Objective: To assess the effect of a multifaceted hand hygiene culture‐change program on health care worker behaviour, and to reduce the burden of nosocomial methicillin‐resistant Staphylococcus aureus (MRSA) infections.
Design and setting: Timetabled introduction of interventions (alcohol/chlorhexidine hand hygiene solution [ACHRS], improved cleaning of shared ward equipment, targeted patient decolonisation, comprehensive “culture change” package) to five clinical areas of a large university teaching hospital that had high levels of MRSA.
Main outcome measures: Health care worker hand hygiene compliance; volume of ACHRS used; prevalence of patient and health care worker MRSA colonisation; environmental MRSA contamination; rates of clinical MRSA infection; and rates of laboratory detection of ESBL‐producing Escherichia coli and Klebsiella spp.

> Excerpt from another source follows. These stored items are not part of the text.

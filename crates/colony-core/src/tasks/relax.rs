//! Relax
//!
//! Low-weight idle activity that bleeds off stress.

use crate::components::{AgentId, Colony, Person};
use crate::config::SchedulerConfig;
use crate::systems::TickContext;
use crate::tasks::{StepOutcome, Task, TaskBehavior, TaskKind};

const STRESS_RELIEF_PER_MILLISOL: f64 = 0.1;

#[derive(Debug, Default)]
pub struct Relax;

pub fn weight(_colony: &Colony, person: &Person, config: &SchedulerConfig) -> f64 {
    if person.inside_host().is_some() {
        config.tasks.relax_weight
    } else {
        0.0
    }
}

pub fn create(_colony: &Colony, person: &Person, config: &SchedulerConfig) -> Option<Task> {
    person.inside_host()?;
    Some(
        Task::new(TaskKind::Relax, format!("{} is relaxing", person.name), Relax)
            .with_duration(config.tasks.relax_duration),
    )
}

impl TaskBehavior for Relax {
    fn phase(&self) -> String {
        "Relaxing".to_string()
    }

    fn perform(&mut self, agent: &AgentId, ctx: &mut TickContext<'_>, time: f64) -> StepOutcome {
        if let Some(person) = ctx.person_mut(agent) {
            let condition = &mut person.condition;
            condition.stress = (condition.stress - STRESS_RELIEF_PER_MILLISOL * time).max(0.0);
            condition.recompute_performance();
        }
        StepOutcome::Continue(0.0)
    }
}
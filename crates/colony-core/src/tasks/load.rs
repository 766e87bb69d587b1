//! Loading and Unloading
//!
//! Rate-limited cargo transfer between a settlement and a rover parked
//! there. [`SupplyManifest`] is what a trip needs aboard before departure.

use std::collections::BTreeMap;

use crate::components::{transfer, AgentId, Inventory, Resource, SettlementId, VehicleId};
use crate::config::MissionConfig;
use crate::systems::TickContext;
use crate::tasks::{StepOutcome, Task, TaskBehavior, TaskKind};
use crate::EPSILON;

/// Resources a rover must carry for one trip.
#[derive(Debug, Clone, Default, PartialEq)]
pub struct SupplyManifest {
    amounts: BTreeMap<Resource, f64>,
}

impl SupplyManifest {
    pub fn new() -> Self {
        Self::default()
    }

    pub fn with(mut self, resource: Resource, amount: f64) -> Self {
        if amount > 0.0 && amount.is_finite() {
            self.amounts.insert(resource, amount);
        }
        self
    }

    /// Fuel for `distance` plus life support for `crew` over `trip_time`
    /// millisols, all scaled by the configured buffer.
    pub fn for_trip(
        distance: f64,
        crew: usize,
        trip_time: f64,
        fuel_efficiency: f64,
        config: &MissionConfig,
    ) -> Self {
        let person_time = crew as f64 * trip_time * config.supply_buffer;
        Self::new()
            .with(
                Resource::Methane,
                distance / fuel_efficiency.max(EPSILON) * config.supply_buffer,
            )
            .with(Resource::Oxygen, person_time * config.oxygen_per_person_millisol)
            .with(Resource::Water, person_time * config.water_per_person_millisol)
            .with(Resource::Food, person_time * config.food_per_person_millisol)
    }

    pub fn amount(&self, resource: Resource) -> f64 {
        self.amounts.get(&resource).copied().unwrap_or(0.0)
    }

    pub fn iter(&self) -> impl Iterator<Item = (Resource, f64)> + '_ {
        self.amounts.iter().map(|(r, a)| (*r, *a))
    }

    /// Amount of `resource` still missing from `cargo`.
    pub fn outstanding(&self, cargo: &Inventory, resource: Resource) -> f64 {
        (self.amount(resource) - cargo.stored_amount(resource)).max(0.0)
    }

    pub fn is_fully_loaded(&self, cargo: &Inventory) -> bool {
        self.iter()
            .all(|(resource, _)| self.outstanding(cargo, resource) <= EPSILON)
    }

    /// Whether `stock` can cover what is missing from `cargo` and still keep
    /// `reserve` of every resource behind.
    pub fn has_enough_supplies(&self, stock: &Inventory, cargo: &Inventory, reserve: f64) -> bool {
        self.iter().all(|(resource, _)| {
            self.outstanding(cargo, resource) <= stock.stored_amount(resource) - reserve + EPSILON
        })
    }
}

#[derive(Debug)]
pub struct LoadVehicle {
    settlement: SettlementId,
    vehicle: VehicleId,
    manifest: SupplyManifest,
}

impl LoadVehicle {
    pub fn task(settlement: SettlementId, vehicle: VehicleId, manifest: SupplyManifest) -> Task {
        Task::new(
            TaskKind::LoadVehicle,
            format!("Loading {}", vehicle),
            Self {
                settlement,
                vehicle,
                manifest,
            },
        )
    }
}

impl TaskBehavior for LoadVehicle {
    fn phase(&self) -> String {
        "Loading".to_string()
    }

    fn perform(&mut self, agent: &AgentId, ctx: &mut TickContext<'_>, time: f64) -> StepOutcome {
        let rate = ctx.config.tasks.load_rate;
        let Some((settlement, rover)) = ctx
            .colony
            .settlement_and_vehicle_mut(&self.settlement, &self.vehicle)
        else {
            return StepOutcome::Done(time);
        };
        if rover.parked_at.as_ref() != Some(&self.settlement) {
            return StepOutcome::Done(time);
        }

        let mut budget = rate * time;
        let mut moved = 0.0;
        for (resource, _) in self.manifest.iter() {
            if budget <= EPSILON {
                break;
            }
            let wanted = self.manifest.outstanding(&rover.inventory, resource).min(budget);
            if wanted <= EPSILON {
                continue;
            }
            let loaded = transfer(&mut settlement.inventory, &mut rover.inventory, resource, wanted);
            budget -= loaded;
            moved += loaded;
        }

        if self.manifest.is_fully_loaded(&rover.inventory) {
            return StepOutcome::Done((time - moved / rate).max(0.0));
        }
        if moved <= EPSILON {
            tracing::debug!(agent = %agent, vehicle = %self.vehicle, "settlement out of supplies");
            return StepOutcome::Done(time);
        }
        StepOutcome::Continue(0.0)
    }
}

#[derive(Debug)]
pub struct UnloadVehicle {
    settlement: SettlementId,
    vehicle: VehicleId,
}

impl UnloadVehicle {
    pub fn task(settlement: SettlementId, vehicle: VehicleId) -> Task {
        Task::new(
            TaskKind::UnloadVehicle,
            format!("Unloading {}", vehicle),
            Self { settlement, vehicle },
        )
    }
}

impl TaskBehavior for UnloadVehicle {
    fn phase(&self) -> String {
        "Unloading".to_string()
    }

    fn perform(&mut self, _agent: &AgentId, ctx: &mut TickContext<'_>, time: f64) -> StepOutcome {
        let rate = ctx.config.tasks.unload_rate;
        let Some((settlement, rover)) = ctx
            .colony
            .settlement_and_vehicle_mut(&self.settlement, &self.vehicle)
        else {
            return StepOutcome::Done(time);
        };

        let mut budget = rate * time;
        let mut moved = 0.0;
        for resource in rover.inventory.stored_resources() {
            if budget <= EPSILON {
                break;
            }
            let stored = rover.inventory.stored_amount(resource);
            let unloaded = transfer(&mut rover.inventory, &mut settlement.inventory, resource, stored.min(budget));
            budget -= unloaded;
            moved += unloaded;
        }

        if rover.inventory.is_empty() {
            return StepOutcome::Done((time - moved / rate).max(0.0));
        }
        if moved <= EPSILON {
            // settlement storage is full
            return StepOutcome::Done(time);
        }
        StepOutcome::Continue(0.0)
    }
}
//! Receive Treatment
//!
//! A colonist with a medical problem occupies a medical aid until the
//! problem is healed.

use crate::components::{AgentId, Colony, Person, SettlementId};
use crate::config::SchedulerConfig;
use crate::systems::TickContext;
use crate::tasks::{StepOutcome, Task, TaskBehavior, TaskKind};
use crate::EPSILON;

#[derive(Debug, Clone, Copy, PartialEq, Eq)]
enum TreatmentPhase {
    Admission,
    Recovering,
}

#[derive(Debug)]
pub struct ReceiveTreatment {
    settlement: SettlementId,
    aid: usize,
    phase: TreatmentPhase,
    admitted: bool,
}

pub fn weight(colony: &Colony, person: &Person, config: &SchedulerConfig) -> f64 {
    let Some(problem) = &person.condition.problem else {
        return 0.0;
    };
    let free_aid = person
        .is_inside_settlement()
        .and_then(|id| colony.settlements.get(id))
        .and_then(|s| s.free_medical_aid())
        .is_some();
    if !free_aid {
        return 0.0;
    }
    config.tasks.treatment_weight * (1.0 + problem.seriousness as f64 / 50.0)
}

pub fn create(colony: &Colony, person: &Person, _config: &SchedulerConfig) -> Option<Task> {
    let problem = person.condition.problem.as_ref()?;
    let settlement_id = person.is_inside_settlement()?;
    let aid = colony.settlements.get(settlement_id)?.free_medical_aid()?;
    Some(Task::new(
        TaskKind::ReceiveTreatment,
        format!("{} is being treated for {}", person.name, problem.name),
        ReceiveTreatment {
            settlement: settlement_id.clone(),
            aid,
            phase: TreatmentPhase::Admission,
            admitted: false,
        },
    ))
}

impl TaskBehavior for ReceiveTreatment {
    fn phase(&self) -> String {
        match self.phase {
            TreatmentPhase::Admission => "Waiting for medical aid",
            TreatmentPhase::Recovering => "Recovering",
        }
        .to_string()
    }

    fn perform(&mut self, agent: &AgentId, ctx: &mut TickContext<'_>, time: f64) -> StepOutcome {
        match self.phase {
            TreatmentPhase::Admission => {
                let Some(aid) = ctx
                    .colony
                    .settlements
                    .get_mut(&self.settlement)
                    .and_then(|s| s.medical_aids.get_mut(self.aid))
                else {
                    return StepOutcome::Done(time);
                };
                if !aid.try_admit(agent) {
                    return StepOutcome::Done(time);
                }
                self.admitted = true;
                self.phase = TreatmentPhase::Recovering;
                StepOutcome::Continue(time)
            }
            TreatmentPhase::Recovering => {
                let rate = ctx.config.tasks.treatment_healing_rate;
                let Some(person) = ctx.person_mut(agent) else {
                    return StepOutcome::Done(time);
                };
                let Some(problem) = person.condition.problem.as_mut() else {
                    return StepOutcome::Done(time);
                };
                let needed = problem.recovery_remaining / rate;
                if needed <= time + EPSILON {
                    let cured = problem.name.clone();
                    person.condition.set_problem(None);
                    tracing::debug!(agent = %agent, problem = %cured, "recovered");
                    return StepOutcome::Done((time - needed).max(0.0));
                }
                problem.recovery_remaining -= time * rate;
                StepOutcome::Continue(0.0)
            }
        }
    }

    fn release(&mut self, agent: &AgentId, ctx: &mut TickContext<'_>) {
        if !self.admitted {
            return;
        }
        if let Some(aid) = ctx
            .colony
            .settlements
            .get_mut(&self.settlement)
            .and_then(|s| s.medical_aids.get_mut(self.aid))
        {
            aid.discharge(agent);
        }
        self.admitted = false;
    }
}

Results: In study wards, health care worker hand hygiene compliance improved from a pre‐intervention mean of 21% (95% CI, 20.3%–22.9%) to 42% (95% CI, 40.2%–43.8%) 12 months post‐intervention (P < 0.001). ACHRS use increased from 5.7 to 28.6 L/1000 bed‐days. No change was observed in patient MRSA colonisation or environmental colonisation/contamination, and, except in the intensive care unit, colonisation of health care workers was unchanged. Thirty‐six months post‐intervention, there had been significant reductions in hospital‐wide rates of total clinical MRSA isolates (40% reduction; P < 0.001), patient‐episodes of MRSA bacteraemia (57% reduction; P = 0.01), and clinical isolates of ESBL‐producing E. coli and Klebsiella spp (90% reduction; P < 0.001).
Conclusions: Introduction of ACHRS and a detailed culture‐change program was effective in improving hand hygiene compliance and reducing nosocomial MRSA infections, despite high‐level MRSA endemicity.